# Rye and increased efficiency



## indica86 (5/12/14)

Two recent brews with Rye have come out at 77% efficiency, a few points higher than my usual.
Is this Rye related or just random gains?
Smells great too when mashing.


----------



## MHB (5/12/14)

Rye hasn't got a husk, so more of the mass of the grain is convertible, same for wheat, rice but not Oats it think its about half husk.
Mark


----------



## indica86 (5/12/14)

Thanks, thought maybe the brewing software would know that,


----------



## TidalPete (5/12/14)

Perhaps run your rye through the mill twice to extract a little more efficiency & taste?

Just saying.


----------



## Mardoo (5/12/14)

MHB said:


> Rye hasn't got a husk, so more of the mass of the grain is convertible, same for wheat, rice but not Oats it think its about half husk.
> Mark


Thanks MHB! Duh, so that's one possible reason for the drop in efficiency on my 60% oat malt brew. Just a few points, but I noticed.


----------



## indica86 (6/12/14)

TidalPete said:


> Perhaps run your rye through the mill twice to extract a little more efficiency & taste?
> 
> Just saying.


Why would I do that?

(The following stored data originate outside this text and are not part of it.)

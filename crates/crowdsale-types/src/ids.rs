//! Strong typed identifiers used throughout the crowdsale engine.

use serde::{Deserialize, Serialize};

/// An authenticated account address (backer, owner or payout destination).
#[derive(Clone, Debug, PartialEq, Eq, Hash, PartialOrd, Ord, Serialize, Deserialize)]
pub struct Address(pub String);

/// Sequential project identifier, assigned at creation.
#[derive(
    Clone, Copy, Debug, PartialEq, Eq, Hash, PartialOrd, Ord, Serialize, Deserialize, Default,
)]
pub struct ProjectId(pub u64);

/// Reference to the escrow vault exclusively owned by one project.
#[derive(Clone, Copy, Debug, PartialEq, Eq, Hash, PartialOrd, Ord, Serialize, Deserialize)]
pub struct VaultId(pub uuid::Uuid);

/// Position of a transaction in a vault's append-only transaction log.
#[derive(Clone, Copy, Debug, PartialEq, Eq, Hash, PartialOrd, Ord, Serialize, Deserialize)]
pub struct TxIndex(pub usize);

impl Address {
    pub fn new(address: impl Into<String>) -> Self {
        Self(address.into())
    }

    pub fn as_str(&self) -> &str {
        &self.0
    }
}

impl From<&str> for Address {
    fn from(value: &str) -> Self {
        Self::new(value)
    }
}

impl ProjectId {
    /// The identifier following this one.
    pub fn next(self) -> Self {
        Self(self.0 + 1)
    }
}

impl VaultId {
    pub fn new() -> Self {
        Self(uuid::Uuid::new_v4())
    }
}

impl Default for VaultId {
    fn default() -> Self {
        Self::new()
    }
}

impl std::fmt::Display for Address {
    fn fmt(&self, f: &mut std::fmt::Formatter<'_>) -> std::fmt::Result {
        write!(f, "{}", self.0)
    }
}

impl std::fmt::Display for ProjectId {
    fn fmt(&self, f: &mut std::fmt::Formatter<'_>) -> std::fmt::Result {
        write!(f, "prj:{}", self.0)
    }
}

impl std::fmt::Display for VaultId {
    fn fmt(&self, f: &mut std::fmt::Formatter<'_>) -> std::fmt::Result {
        write!(f, "vlt:{}", self.0)
    }
}

impl std::fmt::Display for TxIndex {
    fn fmt(&self, f: &mut std::fmt::Formatter<'_>) -> std::fmt::Result {
        write!(f, "tx#{}", self.0)
    }
}
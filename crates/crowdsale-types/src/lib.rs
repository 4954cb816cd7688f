//! Core type definitions for the Crowdsale funding engine.
//!
//! This crate provides the shared vocabulary. No business logic, just types:
//! identifiers, amounts, the project lifecycle enum and the error taxonomy.

#![deny(unsafe_code)]

pub mod error;
pub mod ids;
pub mod state;

pub use error::{CrowdsaleError, CrowdsaleResult, ErrorKind};
pub use ids::{Address, ProjectId, TxIndex, VaultId};
pub use state::ProjectState;

/// Exact integer units of value (lamports, cents, wei-like minor units).
pub type Amount = u64;
//! Native value rail: outbound transfers out of engine custody.
//!
//! The execution environment owns value custody. The engine only asks the rail
//! to deliver a [`Payout`] once every "already paid" effect has been committed,
//! because delivery may call straight back into the engine.

use crowdsale_types::{Address, Amount, ProjectId, TxIndex, VaultId};
use serde::{Deserialize, Serialize};
use std::collections::HashMap;
use std::sync::{Arc, RwLock};
use thiserror::Error;

/// Why value is leaving custody.
#[derive(Clone, Debug, PartialEq, Eq, Serialize, Deserialize)]
#[serde(rename_all = "snake_case")]
pub enum PayoutReason {
    /// A vault transaction reached its confirmation threshold.
    VaultExecution { vault: VaultId, tx: TxIndex },
    /// A backer reclaimed a contribution from a failed project.
    Refund { project: ProjectId },
}

/// An outbound transfer of value.
#[derive(Clone, Debug, PartialEq, Eq, Serialize, Deserialize)]
pub struct Payout {
    pub destination: Address,
    pub amount: Amount,
    pub reason: PayoutReason,
}

/// Delivery failures reported by the rail.
#[derive(Error, Debug, Clone, PartialEq, Eq)]
pub enum RailError {
    #[error("recipient {0} refused delivery")]
    Refused(Address),

    #[error("rail unavailable: {0}")]
    Unavailable(String),
}

/// Outbound native transfer.
///
/// Implementations may invoke arbitrary recipient code, which may in turn call
/// back into the engine before `deliver` returns.
pub trait ValueRail: Send + Sync {
    fn deliver(&self, payout: &Payout) -> Result<(), RailError>;
}

/// Recipient code run on delivery. Returning an error refuses the value.
pub type RecipientHook = Arc<dyn Fn(&Payout) -> Result<(), RailError> + Send + Sync>;

/// In-memory rail that credits recipients and records every delivery.
///
/// Recipients can install a hook that runs before the value is credited,
/// which is how tests model re-entrant or refusing destinations.
#[derive(Default)]
pub struct InMemoryRail {
    balances: RwLock<HashMap<Address, Amount>>,
    deliveries: RwLock<Vec<Payout>>,
    hooks: RwLock<HashMap<Address, RecipientHook>>,
}

impl InMemoryRail {
    pub fn new() -> Self {
        Self::default()
    }

    /// Install recipient code for `address`.
    pub fn on_delivery(&self, address: Address, hook: RecipientHook) {
        let mut hooks = self.hooks.write().unwrap_or_else(|p| p.into_inner());
        hooks.insert(address, hook);
    }

    pub fn clear_hook(&self, address: &Address) {
        let mut hooks = self.hooks.write().unwrap_or_else(|p| p.into_inner());
        hooks.remove(address);
    }

    /// Total value credited to `address` by this rail.
    pub fn balance_of(&self, address: &Address) -> Amount {
        self.balances
            .read()
            .unwrap_or_else(|p| p.into_inner())
            .get(address)
            .copied()
            .unwrap_or(0)
    }

    pub fn deliveries(&self) -> Vec<Payout> {
        self.deliveries
            .read()
            .unwrap_or_else(|p| p.into_inner())
            .clone()
    }

    pub fn total_delivered(&self) -> Amount {
        self.deliveries
            .read()
            .unwrap_or_else(|p| p.into_inner())
            .iter()
            .map(|p| p.amount)
            .sum()
    }
}

impl ValueRail for InMemoryRail {
    fn deliver(&self, payout: &Payout) -> Result<(), RailError> {
        // Hook runs without any rail lock held so it can re-enter freely.
        let hook = self
            .hooks
            .read()
            .unwrap_or_else(|p| p.into_inner())
            .get(&payout.destination)
            .cloned();
        if let Some(hook) = hook {
            hook(payout)?;
        }

        {
            let mut balances = self.balances.write().unwrap_or_else(|p| p.into_inner());
            let balance = balances.entry(payout.destination.clone()).or_insert(0);
            *balance = balance
                .checked_add(payout.amount)
                .ok_or_else(|| RailError::Unavailable("recipient balance overflow".into()))?;
        }
        self.deliveries
            .write()
            .unwrap_or_else(|p| p.into_inner())
            .push(payout.clone());
        Ok(())
    }
}
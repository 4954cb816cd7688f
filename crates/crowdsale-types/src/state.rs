use serde::{Deserialize, Serialize};

/// Project lifecycle.
///
/// `Open` moves exactly once to one of the two terminal states; nothing leaves
/// a terminal state.
#[derive(Clone, Copy, Debug, PartialEq, Eq, Hash, Serialize, Deserialize)]
#[serde(rename_all = "snake_case")]
pub enum ProjectState {
    /// Accepting contributions until the deadline.
    Open,
    /// Goal reached; the vault's release gate is open.
    FinalizedSuccess,
    /// Goal missed; backers may reclaim their contributions.
    FinalizedFailure,
}

impl ProjectState {
    pub fn is_open(&self) -> bool {
        matches!(self, ProjectState::Open)
    }

    pub fn is_terminal(&self) -> bool {
        !self.is_open()
    }

    /// Forward-only transition function.
    ///
    /// Returns the terminal state an `Open` project moves to, or `None` when the
    /// project is already terminal.
    pub fn finalize(self, goal_reached: bool) -> Option<ProjectState> {
        match self {
            ProjectState::Open if goal_reached => Some(ProjectState::FinalizedSuccess),
            ProjectState::Open => Some(ProjectState::FinalizedFailure),
            ProjectState::FinalizedSuccess | ProjectState::FinalizedFailure => None,
        }
    }
}

impl std::fmt::Display for ProjectState {
    fn fmt(&self, f: &mut std::fmt::Formatter<'_>) -> std::fmt::Result {
        let label = match self {
            ProjectState::Open => "open",
            ProjectState::FinalizedSuccess => "finalized-success",
            ProjectState::FinalizedFailure => "finalized-failure",
        };
        write!(f, "{}", label)
    }
}
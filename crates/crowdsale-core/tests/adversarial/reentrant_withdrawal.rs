//! Adversarial test: a withdrawal destination that re-enters the vault
//! workflow during delivery cannot trigger a second execution.

use std::sync::{Arc, Mutex};

use crowdsale_core::{CrowdsaleError, Payout, RailError, TxIndex};

use crate::common::{addr, Harness};

#[test]
fn reentrant_confirmation_cannot_execute_twice() {
    let h = Harness::new();
    let (_, vault) = h.released_project(1500, &["B", "C", "E"], 2);
    let tx = h
        .engine
        .submit_transaction(&addr("B"), vault, &addr("D"), 1000)
        .unwrap();

    let inner = Arc::new(Mutex::new(Vec::new()));
    let engine = Arc::downgrade(&h.engine);
    let seen = inner.clone();
    h.rail.on_delivery(
        addr("D"),
        Arc::new(move |_payout: &Payout| -> Result<(), RailError> {
            if let Some(engine) = engine.upgrade() {
                seen.lock()
                    .unwrap()
                    .push(engine.confirm_transaction(&addr("E"), vault, tx));
                seen.lock()
                    .unwrap()
                    .push(engine.confirm_transaction(&addr("B"), vault, tx));
            }
            Ok(())
        }),
    );

    let status = h.engine.confirm_transaction(&addr("C"), vault, tx).unwrap();
    assert!(status.is_executed());

    let inner = inner.lock().unwrap();
    assert!(matches!(inner[0], Err(CrowdsaleError::AlreadyExecuted { .. })));
    assert!(matches!(inner[1], Err(CrowdsaleError::AlreadyExecuted { .. })));
    assert_eq!(inner.len(), 2);
    assert_eq!(h.rail.balance_of(&addr("D")), 1000);
    assert_eq!(h.engine.vault(vault).unwrap().balance(), 500);
}

#[test]
fn reentrant_submission_sees_reduced_balance() {
    let h = Harness::new();
    let (_, vault) = h.released_project(1000, &["B"], 1);

    let inner: Arc<Mutex<Vec<Result<TxIndex, CrowdsaleError>>>> = Arc::new(Mutex::new(Vec::new()));
    let engine = Arc::downgrade(&h.engine);
    let seen = inner.clone();
    h.rail.on_delivery(
        addr("D"),
        Arc::new(move |_payout: &Payout| -> Result<(), RailError> {
            if let Some(engine) = engine.upgrade() {
                // Would overdraw if the first execution were not yet committed.
                seen.lock()
                    .unwrap()
                    .push(engine.submit_transaction(&addr("B"), vault, &addr("X"), 800));
            }
            Ok(())
        }),
    );

    h.engine
        .submit_transaction(&addr("B"), vault, &addr("D"), 800)
        .unwrap();

    let inner = inner.lock().unwrap();
    assert!(matches!(
        inner[0],
        Err(CrowdsaleError::AmountExceedsBalance {
            requested: 800,
            available: 200
        })
    ));
    assert_eq!(h.rail.balance_of(&addr("X")), 0);
    assert_eq!(h.engine.vault(vault).unwrap().balance(), 200);
}
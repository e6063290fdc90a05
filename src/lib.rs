//! Solana Wallet Inspector
//!
//! Read-only inspection of Solana wallets over public JSON-RPC endpoints,
//! with ordered endpoint failover and exponential-backoff retry.

pub mod cli;
pub mod config;
pub mod errors;
pub mod output;
pub mod rpc;
pub mod types;
pub mod wallet;
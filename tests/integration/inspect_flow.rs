//! End-to-end inspection flow against stub endpoints
//!
//! Drives `wallet::inspect` through all three RPC call sites with realistic
//! jsonParsed payloads and checks the assembled report.

use crate::common::{method_router, spawn_stub_endpoint, test_rpc_config};
use anyhow::Result;
use serde_json::json;
use sol_inspect::rpc::SolanaRpcClient;
use sol_inspect::types::Commitment;
use sol_inspect::wallet;

const ADDRESS: &str = "4Nd1mBQtrMJVYVfKf2PJy9NZUZdTAsp7D4xWLs4gDB4T";
const USDC_MINT: &str = "EPjFWdd5AufqSSqeM2qN1xzybapC8G4wEGGkZwyTDt1v";

fn full_wallet_routes() -> Vec<(&'static str, serde_json::Value)> {
    vec![
        (
            "getBalance",
            json!({ "context": { "slot": 1 }, "value": 2_500_000_000u64 }),
        ),
        (
            "getTokenAccountsByOwner",
            json!({
                "context": { "slot": 1 },
                "value": [
                    {
                        "pubkey": "9vpsmXhZYMpvhCKiVoX5U8b1iKpfwJaVpRzqUmAUjWvS",
                        "account": {
                            "data": {
                                "parsed": {
                                    "info": {
                                        "mint": USDC_MINT,
                                        "tokenAmount": {
                                            "amount": "1250000",
                                            "decimals": 6,
                                            "uiAmountString": "1.25"
                                        }
                                    }
                                }
                            }
                        }
                    },
                    // Incomplete entry - must be skipped, not fail the run
                    { "pubkey": "FvN5dGeidoJkd2hL4mpT4Kk1kVnJGaTsCoxFq4A1cjVJ", "account": {} }
                ]
            }),
        ),
        (
            "getSignaturesForAddress",
            json!([
                {
                    "signature": "5SzR2vEtEnhDiBjuEC8PvfikEAShJZyAnpuQ1bRnYurF",
                    "slot": 200000000u64,
                    "blockTime": 1_700_000_000,
                    "confirmationStatus": "finalized",
                    "err": null
                },
                {
                    "signature": "2xCvB4wTq8kNJf9sYtRkD5mH7pLgQcEaUuXnWvZrShGo",
                    "slot": 199999999u64,
                    "blockTime": null,
                    "confirmationStatus": "confirmed",
                    "err": { "InstructionError": [0, { "Custom": 6000 }] }
                }
            ]),
        ),
    ]
}

#[tokio::test]
async fn test_full_inspection_builds_complete_report() -> Result<()> {
    let endpoint = spawn_stub_endpoint(method_router(&full_wallet_routes())).await;
    let client = SolanaRpcClient::new(test_rpc_config(vec![endpoint.url.clone()]))?;

    let report = wallet::inspect(&client, ADDRESS, 10, true, true).await?;

    assert_eq!(report.address, ADDRESS);
    assert_eq!(report.sol_balance_lamports, 2_500_000_000);
    assert_eq!(report.sol_balance_sol, 2.5);

    assert_eq!(report.tokens.len(), 1, "incomplete entry must be skipped");
    assert_eq!(report.tokens[0].mint, USDC_MINT);
    assert_eq!(report.tokens[0].ui_amount, "1.25");

    assert_eq!(report.transactions.len(), 2);
    assert_eq!(
        report.transactions[0].block_time.as_deref(),
        Some("2023-11-14T22:13:20Z")
    );
    assert_eq!(
        report.transactions[0].confirmation_status,
        Some(Commitment::Finalized)
    );
    assert_eq!(report.transactions[0].err, "");
    assert_eq!(report.transactions[1].block_time, None);
    assert!(report.transactions[1].err.contains("InstructionError"));

    // One request per call site
    assert_eq!(endpoint.hits(), 3);
    Ok(())
}

#[tokio::test]
async fn test_skipped_sections_are_not_fetched() {
    let endpoint = spawn_stub_endpoint(method_router(&full_wallet_routes())).await;
    let client = SolanaRpcClient::new(test_rpc_config(vec![endpoint.url.clone()])).unwrap();

    let report = wallet::inspect(&client, ADDRESS, 10, false, false)
        .await
        .unwrap();

    assert_eq!(report.sol_balance_lamports, 2_500_000_000);
    assert!(report.tokens.is_empty());
    assert!(report.transactions.is_empty());
    // Only the balance call went out
    assert_eq!(endpoint.hits(), 1);
}

#[tokio::test]
async fn test_failing_requested_section_fails_the_run() {
    // Router knows getBalance only; token enumeration gets a JSON-RPC error
    let endpoint = spawn_stub_endpoint(method_router(&[(
        "getBalance",
        json!({ "context": { "slot": 1 }, "value": 1u64 }),
    )]))
    .await;
    let client = SolanaRpcClient::new(test_rpc_config(vec![endpoint.url.clone()])).unwrap();

    let result = wallet::inspect(&client, ADDRESS, 10, true, true).await;
    assert!(
        result.is_err(),
        "a failing requested section must not be silently dropped"
    );
}
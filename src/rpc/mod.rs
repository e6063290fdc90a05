//! Solana JSON-RPC integration module
//!
//! - **Client** - async JSON-RPC client with per-endpoint retry and ordered
//!   endpoint failover
//! - **Retry** - exponential backoff helpers
//!
//! The client speaks plain JSON-RPC 2.0 over HTTP POST via `reqwest`; the
//! wallet-level call sites live in [`crate::wallet`].

pub mod client;
pub mod retry;

pub use client::SolanaRpcClient;
pub use retry::calculate_next_backoff;
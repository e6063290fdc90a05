use crate::config::AppConfig;
use crate::errors::{AppError, AppResult};
use crate::output;
use crate::rpc::SolanaRpcClient;
use crate::types::Commitment;
use crate::wallet;
use clap::Args;
use tracing::info;

/// Inspect a Solana wallet: SOL balance, SPL tokens, recent transactions
#[derive(Args)]
pub struct InspectCommand {
    /// Solana wallet address (base58)
    pub address: String,

    /// RPC endpoint URL (can be specified multiple times, overrides config)
    #[arg(long = "rpc")]
    pub rpc: Vec<String>,

    /// Number of recent transactions to fetch
    #[arg(long, default_value_t = 10)]
    pub limit: usize,

    /// Per-request timeout in seconds
    #[arg(long)]
    pub timeout: Option<u64>,

    /// Commitment level for all queries
    #[arg(long, value_enum)]
    pub commitment: Option<Commitment>,

    /// Output a single JSON object instead of human-readable text
    #[arg(long)]
    pub json: bool,

    /// Skip the SPL token section
    #[arg(long)]
    pub no_tokens: bool,

    /// Skip the transaction history section
    #[arg(long)]
    pub no_txs: bool,
}

impl InspectCommand {
    pub async fn run(&self) -> AppResult<()> {
        // Input validation happens before any network traffic
        wallet::validate_address(&self.address)?;

        // Load configuration, then apply CLI overrides
        let app_config = AppConfig::load().map_err(|e| AppError::Config(e.to_string()))?;
        let mut rpc_config = app_config.rpc;

        if !self.rpc.is_empty() {
            rpc_config.endpoints = self.rpc.clone();
        }
        if let Some(timeout) = self.timeout {
            rpc_config.timeout_seconds = timeout;
        }
        if let Some(commitment) = self.commitment {
            rpc_config.commitment = commitment;
        }

        info!(
            address = %self.address,
            endpoints = rpc_config.endpoints.len(),
            commitment = %rpc_config.commitment,
            "starting wallet inspection"
        );

        let client = SolanaRpcClient::new(rpc_config)?;
        let report = wallet::inspect(
            &client,
            &self.address,
            self.limit,
            !self.no_tokens,
            !self.no_txs,
        )
        .await?;

        if self.json {
            println!("{}", output::render_json(&report)?);
        } else {
            print!("{}", output::render_human(&report));
        }

        Ok(())
    }
}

The original question was regarding INCREASED efficiency when using rye.
What makes you think the crush is not small enough?


----------



## Dave70 (9/12/14)

indica, did you adjust you mash volume (don't know what system you use) to allow for more water absorption? 
Last batch I made using 22% rye, I found myself topping up the fermenter with three liters of boiled water to get the correct OG and volume.


----------



## indica86 (9/12/14)

I BIAB in an urn and have a kinda sparge thing going. I got 23 litres which is about normal.


----------